RNA interference (RNAi) is a conserved gene regulatory mechanism employed by higher eukaryotes to avert emergent viruses and retrotransposons. During viral infection, the RNase III-type endonuclease Dicer cleaves viral double-stranded RNA into small interfering RNAs (siRNAs), 21-24 nucleotides in length, and helps load them into the RNA-induced silencing complex (RISC) to guide cleavage of complementary viral RNA. As a countermeasure, many viruses have evolved viral RNA silencing suppressor (RSS) proteins that tightly, and presumably quantitatively, bind siRNAs to thwart RNAi-mediated degradation. Here we report fluorescence quenching and electrophoretic mobility shift assays that probe siRNA binding by the dimeric RSS p19 from Carnation Italian Ringspot Virus (CIRV), as well as by Dicer and RISC assembly complexes. We find that the siRNA:p19 interaction is readily reversible, characterized by rapid binding ((1.69 +/- 0.07)x 10^8 M-1s-1) and marked dissociation (koff = 0.062 +/- 0.002 s-1). We also observe that p19 efficiently competes with recombinant human Dicer and inhibits formation of RISC-related assembly complexes found in human cell extract. Computational modeling based on these results provides evidence for the formation of a ternary complex between siRNA, p19, and human Dicer. The assumption of an obligatory transient ternary complex intermediate correlates well with the experimentally observed efficient shuttling of an siRNA toward the p19 bound state. A simple model based on this mechanism yields a greater than 20-fold bias in dissociation equilibrium constant for the ternary complex intermediate to dissociate into the siRNA:p19 complex rather than the siRNA:Dicer complex.
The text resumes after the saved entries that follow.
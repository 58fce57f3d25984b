//! Blocking JSON-RPC state source

use crate::error::{RpcError, RpcResult};
use crate::source::{BlockTag, StateSource};
use crate::types::{parse_hex_bytes, parse_quantity, parse_storage_word, JsonRpcRequest, JsonRpcResponse};
use forksim_primitives::{Address, H256, U256};
use serde::{Deserialize, Serialize};
use serde_json::{json, Value};
use std::sync::atomic::{AtomicU64, Ordering};
use std::time::Duration;
use tracing::debug;

/// Remote node connection settings
#[derive(Debug, Clone, Serialize, Deserialize, PartialEq, Eq)]
pub struct RpcConfig {
    /// JSON-RPC endpoint URL
    #[serde(default = "default_endpoint")]
    pub endpoint: String,
    /// Per-request timeout in seconds
    #[serde(default = "default_timeout_secs")]
    pub timeout_secs: u64,
}

fn default_endpoint() -> String {
    "http://localhost:8545".to_string()
}

fn default_timeout_secs() -> u64 {
    30
}

impl Default for RpcConfig {
    fn default() -> Self {
        Self {
            endpoint: default_endpoint(),
            timeout_secs: default_timeout_secs(),
        }
    }
}

/// [`StateSource`] backed by a node's `eth_*` JSON-RPC methods
pub struct HttpStateSource {
    client: reqwest::blocking::Client,
    url: String,
    request_id: AtomicU64,
}

impl HttpStateSource {
    /// Create a client for the configured endpoint
    pub fn new(config: &RpcConfig) -> RpcResult<Self> {
        let client = reqwest::blocking::Client::builder()
            .timeout(Duration::from_secs(config.timeout_secs))
            .build()?;
        Ok(Self {
            client,
            url: config.endpoint.clone(),
            request_id: AtomicU64::new(1),
        })
    }

    /// Endpoint URL
    pub fn url(&self) -> &str {
        &self.url
    }

    fn next_id(&self) -> u64 {
        self.request_id.fetch_add(1, Ordering::SeqCst)
    }

    /// Send one request and return its `result`
    pub fn request(&self, method: &str, params: Vec<Value>) -> RpcResult<Value> {
        let request = JsonRpcRequest::new(self.next_id(), method, params);
        debug!(method, id = request.id, "rpc request");

        let response = self.client.post(&self.url).json(&request).send()?;
        let status = response.status();
        if !status.is_success() {
            return Err(RpcError::Status(status.as_u16()));
        }

        let body: JsonRpcResponse = response
            .json()
            .map_err(|e| RpcError::Decode(e.to_string()))?;
        body.into_result(method)
    }
}

impl StateSource for HttpStateSource {
    fn get_code(&self, address: &Address, block: BlockTag) -> RpcResult<Vec<u8>> {
        let result = self.request("eth_getCode", vec![json!(address.to_hex()), json!(block.to_wire())])?;
        parse_hex_bytes(&result)
    }

    fn get_storage_at(&self, address: &Address, slot: &H256, block: BlockTag) -> RpcResult<H256> {
        let result = self.request(
            "eth_getStorageAt",
            vec![json!(address.to_hex()), json!(slot.to_hex()), json!(block.to_wire())],
        )?;
        parse_storage_word(&result)
    }

    fn get_balance(&self, address: &Address, block: BlockTag) -> RpcResult<U256> {
        let result = self.request("eth_getBalance", vec![json!(address.to_hex()), json!(block.to_wire())])?;
        parse_quantity(&result)
    }
}

#[cfg(test)]
mod tests {
    use super::*;
    use std::io::{BufRead, BufReader, Read, Write};
    use std::net::TcpListener;
    use std::thread::{self, JoinHandle};

    /// Serve one HTTP exchange on a loopback port, returning the request body
    fn serve_once(status: &'static str, body: String) -> (RpcConfig, JoinHandle<Value>) {
        let listener = TcpListener::bind("127.0.0.1:0").unwrap();
        let port = listener.local_addr().unwrap().port();
        let handle = thread::spawn(move || {
            let (stream, _) = listener.accept().unwrap();
            let mut reader = BufReader::new(stream);
            let mut content_length = 0;
            loop {
                let mut line = String::new();
                reader.read_line(&mut line).unwrap();
                let line = line.trim_end();
                if line.is_empty() {
                    break;
                }
                if let Some((name, value)) = line.split_once(':') {
                    if name.eq_ignore_ascii_case("content-length") {
                        content_length = value.trim().parse().unwrap();
                    }
                }
            }
            let mut request = vec![0u8; content_length];
            reader.read_exact(&mut request).unwrap();

            let mut stream = reader.into_inner();
            write!(
                stream,
                "HTTP/1.1 {}\r\ncontent-type: application/json\r\ncontent-length: {}\r\nconnection: close\r\n\r\n{}",
                status,
                body.len(),
                body
            )
            .unwrap();
            serde_json::from_slice(&request).unwrap()
        });
        let config = RpcConfig {
            endpoint: format!("http://127.0.0.1:{}", port),
            timeout_secs: 5,
        };
        (config, handle)
    }

    #[test]
    fn test_config_defaults() {
        let config: RpcConfig = serde_json::from_str("{}").unwrap();
        assert_eq!(config, RpcConfig::default());
        assert_eq!(config.endpoint, "http://localhost:8545");
        assert_eq!(config.timeout_secs, 30);
    }

    #[test]
    fn test_get_storage_at_over_http() {
        let (config, server) = serve_once("200 OK", r#"{"jsonrpc":"2.0","id":1,"result":"0x2a"}"#.to_string());
        let source = HttpStateSource::new(&config).unwrap();
        let address = Address::from_low_u64_be(0xaa);

        let value = source
            .get_storage_at(&address, &H256::from_low_u64_be(1), BlockTag::Number(16))
            .unwrap();
        assert_eq!(value, H256::from_low_u64_be(42));

        let request = server.join().unwrap();
        assert_eq!(request["jsonrpc"], "2.0");
        assert_eq!(request["id"], 1);
        assert_eq!(request["method"], "eth_getStorageAt");
        assert_eq!(request["params"][0], address.to_hex());
        assert_eq!(request["params"][1], H256::from_low_u64_be(1).to_hex());
        assert_eq!(request["params"][2], "0x10");
    }

    #[test]
    fn test_rpc_error_object_is_surfaced() {
        let (config, server) = serve_once(
            "200 OK",
            r#"{"jsonrpc":"2.0","id":1,"error":{"code":-32000,"message":"missing trie node"}}"#.to_string(),
        );
        let source = HttpStateSource::new(&config).unwrap();
        let err = source.get_balance(&Address::ZERO, BlockTag::Latest).unwrap_err();
        assert_eq!(
            err,
            RpcError::Rpc {
                code: -32000,
                message: "missing trie node".to_string()
            }
        );
        let request = server.join().unwrap();
        assert_eq!(request["params"][1], "latest");
    }

    #[test]
    fn test_http_status_error() {
        let (config, server) = serve_once("503 Service Unavailable", String::new());
        let source = HttpStateSource::new(&config).unwrap();
        let err = source.get_code(&Address::ZERO, BlockTag::Latest).unwrap_err();
        assert_eq!(err, RpcError::Status(503));
        server.join().unwrap();
    }

    #[test]
    fn test_request_ids_increase() {
        let source = HttpStateSource::new(&RpcConfig::default()).unwrap();
        assert_eq!(source.next_id(), 1);
        assert_eq!(source.next_id(), 2);
    }
}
We explicitly model the time dependence of the RNAi complexes in response to p19 silencing suppression by monitoring the impact of exogenously introduced p19 on the expression of a messenger RNA targets. We find p19 action to be concentration dependent and able to significantly increase the peak amount of mRNA produced and extend the length of the viral replication phase. From our experimentation and mathematical modeling we can postulate fundamental principles for the optimization of p19 in conjunction with RNAi-based techniques and therapeutics.